You will run into a couple of problems:
If you just need people or applications to authenticate against a Directory, then it might not be worth going through all this hastle -- it's better to just use AD directly via a bind account.
Use the openldap command line tools to try to authenticate against ActiveDirectory on the UNIX command line. That will help you to get a feel for the process and the data that is returned.
let me look at my old project notes and i'll update this
I hope this helps you
to authenticate against OpenLDAP, you'll need to know values of "distinguished name" (dn) of your organization, "organizational unit" (ou), the "common name" (cn) of the person authenticating, etc.. but I can't give you a full intro here...

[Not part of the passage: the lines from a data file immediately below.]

use chrono::Utc;
use log::debug;
use serde::{Deserialize, Serialize};

use crate::crypto::{double_sha256, Address, Hash, KeyPair, Signature};
use crate::{Result, SynnergyError};

/// Transaction variants carried by the core
#[derive(Debug, Clone, Copy, Serialize, Deserialize, PartialEq, Eq)]
pub enum TxType {
    /// Native coin transfer
    Payment,
    /// Invocation of a deployed contract
    ContractCall,
    /// Authority-gated reversal of a prior transaction
    Reversal,
}

impl TxType {
    /// Single wire byte for the canonical layout
    pub fn wire_byte(&self) -> u8 {
        match self {
            TxType::Payment => 0,
            TxType::ContractCall => 1,
            TxType::Reversal => 2,
        }
    }
}

/// A signed transaction
///
/// The hash is a pure function of every field except the signatures: double
/// SHA-256 over the canonical wire layout with little-endian fixed-width
/// integers. Optional fields encode as empty bytes (payloads) or the zero
/// hash (original transaction), so the layout stays positional.
#[derive(Debug, Clone, Serialize, Deserialize, PartialEq)]
pub struct Transaction {
    /// Transaction variant
    pub tx_type: TxType,
    /// Sender address
    pub from: Address,
    /// Recipient, or contract address for calls
    pub to: Address,
    /// Native value moved
    pub value: u64,
    /// Gas ceiling the sender is willing to pay for
    pub gas_limit: u64,
    /// Price per gas unit
    pub gas_price: u64,
    /// Sender account nonce at admission
    pub nonce: u64,
    /// Call data or memo
    #[serde(with = "hex_bytes")]
    pub payload: Vec<u8>,
    /// AES-256-GCM sealed payload, if any
    #[serde(default, with = "hex_opt", skip_serializing_if = "Option::is_none")]
    pub encrypted_payload: Option<Vec<u8>>,
    /// Hash of the transaction being reversed, for reversals
    #[serde(default, skip_serializing_if = "Option::is_none")]
    pub original_tx: Option<Hash>,
    /// Creation time, unix seconds
    pub timestamp: i64,
    /// Sender signature over the transaction hash
    #[serde(default, skip_serializing_if = "Option::is_none")]
    pub sig: Option<Signature>,
    /// Authority co-signatures, required for reversals
    #[serde(default, skip_serializing_if = "Vec::is_empty")]
    pub auth_sigs: Vec<Signature>,
    /// Cached transaction hash
    pub hash: Hash,
}

mod hex_bytes {
    use serde::{Deserialize, Deserializer, Serializer};

    pub fn serialize<S: Serializer>(v: &[u8], s: S) -> Result<S::Ok, S::Error> {
        s.serialize_str(&hex::encode(v))
    }

    pub fn deserialize<'de, D: Deserializer<'de>>(d: D) -> Result<Vec<u8>, D::Error> {
        let s = String::deserialize(d)?;
        hex::decode(&s).map_err(serde::de::Error::custom)
    }
}

mod hex_opt {
    use serde::{Deserialize, Deserializer, Serializer};

    pub fn serialize<S: Serializer>(v: &Option<Vec<u8>>, s: S) -> Result<S::Ok, S::Error> {
        match v {
            Some(bytes) => s.serialize_some(&hex::encode(bytes)),
            None => s.serialize_none(),
        }
    }

    pub fn deserialize<'de, D: Deserializer<'de>>(d: D) -> Result<Option<Vec<u8>>, D::Error> {
        let s: Option<String> = Option::deserialize(d)?;
        s.map(|s| hex::decode(&s).map_err(serde::de::Error::custom))
            .transpose()
    }
}

impl Transaction {
    /// Create an unsigned payment
    pub fn new_payment(
        from: Address,
        to: Address,
        value: u64,
        gas_limit: u64,
        gas_price: u64,
        nonce: u64,
    ) -> Result<Self> {
        if from == to {
            return Err(SynnergyError::ValidationFailed(
                "sender and recipient cannot be the same".to_string(),
            ));
        }
        let mut tx = Transaction {
            tx_type: TxType::Payment,
            from,
            to,
            value,
            gas_limit,
            gas_price,
            nonce,
            payload: Vec::new(),
            encrypted_payload: None,
            original_tx: None,
            timestamp: Utc::now().timestamp(),
            sig: None,
            auth_sigs: Vec::new(),
            hash: Hash::zero(),
        };
        tx.hash = tx.compute_hash();
        debug!("created payment {}", tx.hash.short());
        Ok(tx)
    }

    /// Create an unsigned contract call
    pub fn new_contract_call(
        from: Address,
        contract: Address,
        value: u64,
        payload: Vec<u8>,
        gas_limit: u64,
        gas_price: u64,
        nonce: u64,
    ) -> Result<Self> {
        if gas_limit == 0 {
            return Err(SynnergyError::ValidationFailed(
                "contract call requires a non-zero gas limit".to_string(),
            ));
        }
        let mut tx = Transaction {
            tx_type: TxType::ContractCall,
            from,
            to: contract,
            value,
            gas_limit,
            gas_price,
            nonce,
            payload,
            encrypted_payload: None,
            original_tx: None,
            timestamp: Utc::now().timestamp(),
            sig: None,
            auth_sigs: Vec::new(),
            hash: Hash::zero(),
        };
        tx.hash = tx.compute_hash();
        Ok(tx)
    }

    /// Create an unsigned reversal of `original`
    ///
    /// `from` and `to` mirror the original's recipient and sender; value is
    /// the amount flowing back. Admission additionally demands three active
    /// authority co-signatures.
    pub fn new_reversal(
        from: Address,
        to: Address,
        value: u64,
        original: Hash,
        gas_limit: u64,
        gas_price: u64,
        nonce: u64,
    ) -> Result<Self> {
        if original.is_zero() {
            return Err(SynnergyError::ValidationFailed(
                "reversal requires the original transaction hash".to_string(),
            ));
        }
        let mut tx = Transaction {
            tx_type: TxType::Reversal,
            from,
            to,
            value,
            gas_limit,
            gas_price,
            nonce,
            payload: Vec::new(),
            encrypted_payload: None,
            original_tx: Some(original),
            timestamp: Utc::now().timestamp(),
            sig: None,
            auth_sigs: Vec::new(),
            hash: Hash::zero(),
        };
        tx.hash = tx.compute_hash();
        Ok(tx)
    }

    /// Canonical wire layout used for hashing
    ///
    /// `type(1) || from(20) || to(20) || value(8 LE) || gasLimit(8 LE) ||
    /// gasPrice(8 LE) || nonce(8 LE) || payload || encryptedPayload ||
    /// originalTx(32) || timestamp(8 LE)`
    pub fn wire_bytes(&self) -> Vec<u8> {
        let mut out = Vec::with_capacity(128 + self.payload.len());
        out.push(self.tx_type.wire_byte());
        out.extend_from_slice(self.from.as_bytes());
        out.extend_from_slice(self.to.as_bytes());
        out.extend_from_slice(&self.value.to_le_bytes());
        out.extend_from_slice(&self.gas_limit.to_le_bytes());
        out.extend_from_slice(&self.gas_price.to_le_bytes());
        out.extend_from_slice(&self.nonce.to_le_bytes());
        out.extend_from_slice(&self.payload);
        if let Some(sealed) = &self.encrypted_payload {
            out.extend_from_slice(sealed);
        }
        out.extend_from_slice(self.original_tx.unwrap_or_else(Hash::zero).as_bytes());
        out.extend_from_slice(&self.timestamp.to_le_bytes());
        out
    }

    /// Double SHA-256 over the wire layout
    pub fn compute_hash(&self) -> Hash {
        double_sha256(&self.wire_bytes())
    }

    /// Sign the transaction hash with the sender key
    pub fn sign(&mut self, keypair: &KeyPair) -> Result<()> {
        self.hash = self.compute_hash();
        let sig = keypair.sign(self.hash.as_bytes())?;
        self.sig = Some(sig);
        Ok(())
    }

    /// Append an authority co-signature over the transaction hash
    pub fn add_auth_sig(&mut self, keypair: &KeyPair) -> Result<()> {
        let sig = keypair.sign(self.hash.as_bytes())?;
        self.auth_sigs.push(sig);
        Ok(())
    }

    /// Verify structure, cached hash and sender signature
    pub fn verify(&self) -> Result<()> {
        let recomputed = self.compute_hash();
        if recomputed != self.hash {
            return Err(SynnergyError::MalformedPayload(format!(
                "hash mismatch: declared {}, computed {}",
                self.hash.short(),
                recomputed.short()
            )));
        }
        if self.tx_type == TxType::Reversal && self.original_tx.is_none() {
            return Err(SynnergyError::MalformedPayload(
                "reversal without original transaction hash".to_string(),
            ));
        }
        let sig = self.sig.as_ref().ok_or_else(|| {
            SynnergyError::InvalidSignature("transaction is unsigned".to_string())
        })?;
        if !sig.verify_for(self.hash.as_bytes(), &self.from)? {
            return Err(SynnergyError::InvalidSignature(format!(
                "signature does not bind {} to {}",
                self.hash.short(),
                self.from
            )));
        }
        Ok(())
    }

    /// Maximum fee the sender commits to: `gas_limit * gas_price`
    pub fn fee(&self) -> u64 {
        self.gas_limit.saturating_mul(self.gas_price)
    }

    /// Value plus maximum fee; the admission balance requirement
    pub fn total_cost(&self) -> u64 {
        self.value.saturating_add(self.fee())
    }

    /// Approximate wire size, used by pool byte accounting
    pub fn size(&self) -> usize {
        self.wire_bytes().len()
            + self.sig.as_ref().map(|s| s.bytes.len() + s.public_key.len()).unwrap_or(0)
            + self
                .auth_sigs
                .iter()
                .map(|s| s.bytes.len() + s.public_key.len())
                .sum::<usize>()
    }

    pub fn to_json(&self) -> Result<String> {
        serde_json::to_string(self).map_err(SynnergyError::from)
    }

    pub fn from_json(json: &str) -> Result<Self> {
        let tx: Transaction = serde_json::from_str(json)?;
        Ok(tx)
    }
}

impl std::fmt::Display for Transaction {
    fn fmt(&self, f: &mut std::fmt::Formatter<'_>) -> std::fmt::Result {
        write!(
            f,
            "tx {} ({:?}): {} -> {} value {}",
            self.hash.short(),
            self.tx_type,
            self.from,
            self.to,
            self.value
        )
    }
}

It's best to read in the documentation of OpenLDAP here: http://www.openldap.org/doc/admin24/
it's best to run "ldapsearch" on the command line to try out and verify that you can bind / access LDAP. http://www.openldap.org/software/man.cgi?query=ldapsearch&apropos=0&sektion=0&manpath=OpenLDAP+2.0-Release&format=html
An option worth investigating might be to use Active Directory for authentication and your existing OpenLDAP for authorization:
As noted in the above documentation, you can delegate your username/password verification to Kerberos. In fact, the examples given (see 14.5.2) show how to set this up to authenticate to an AD domain. You will need to set up a user account in Active Directory that can bind to the DC in order to run an LDAP query. This user account should have no permissions to access any Windows servers, nor should it be in any sensitive security groups.
Hope that helps.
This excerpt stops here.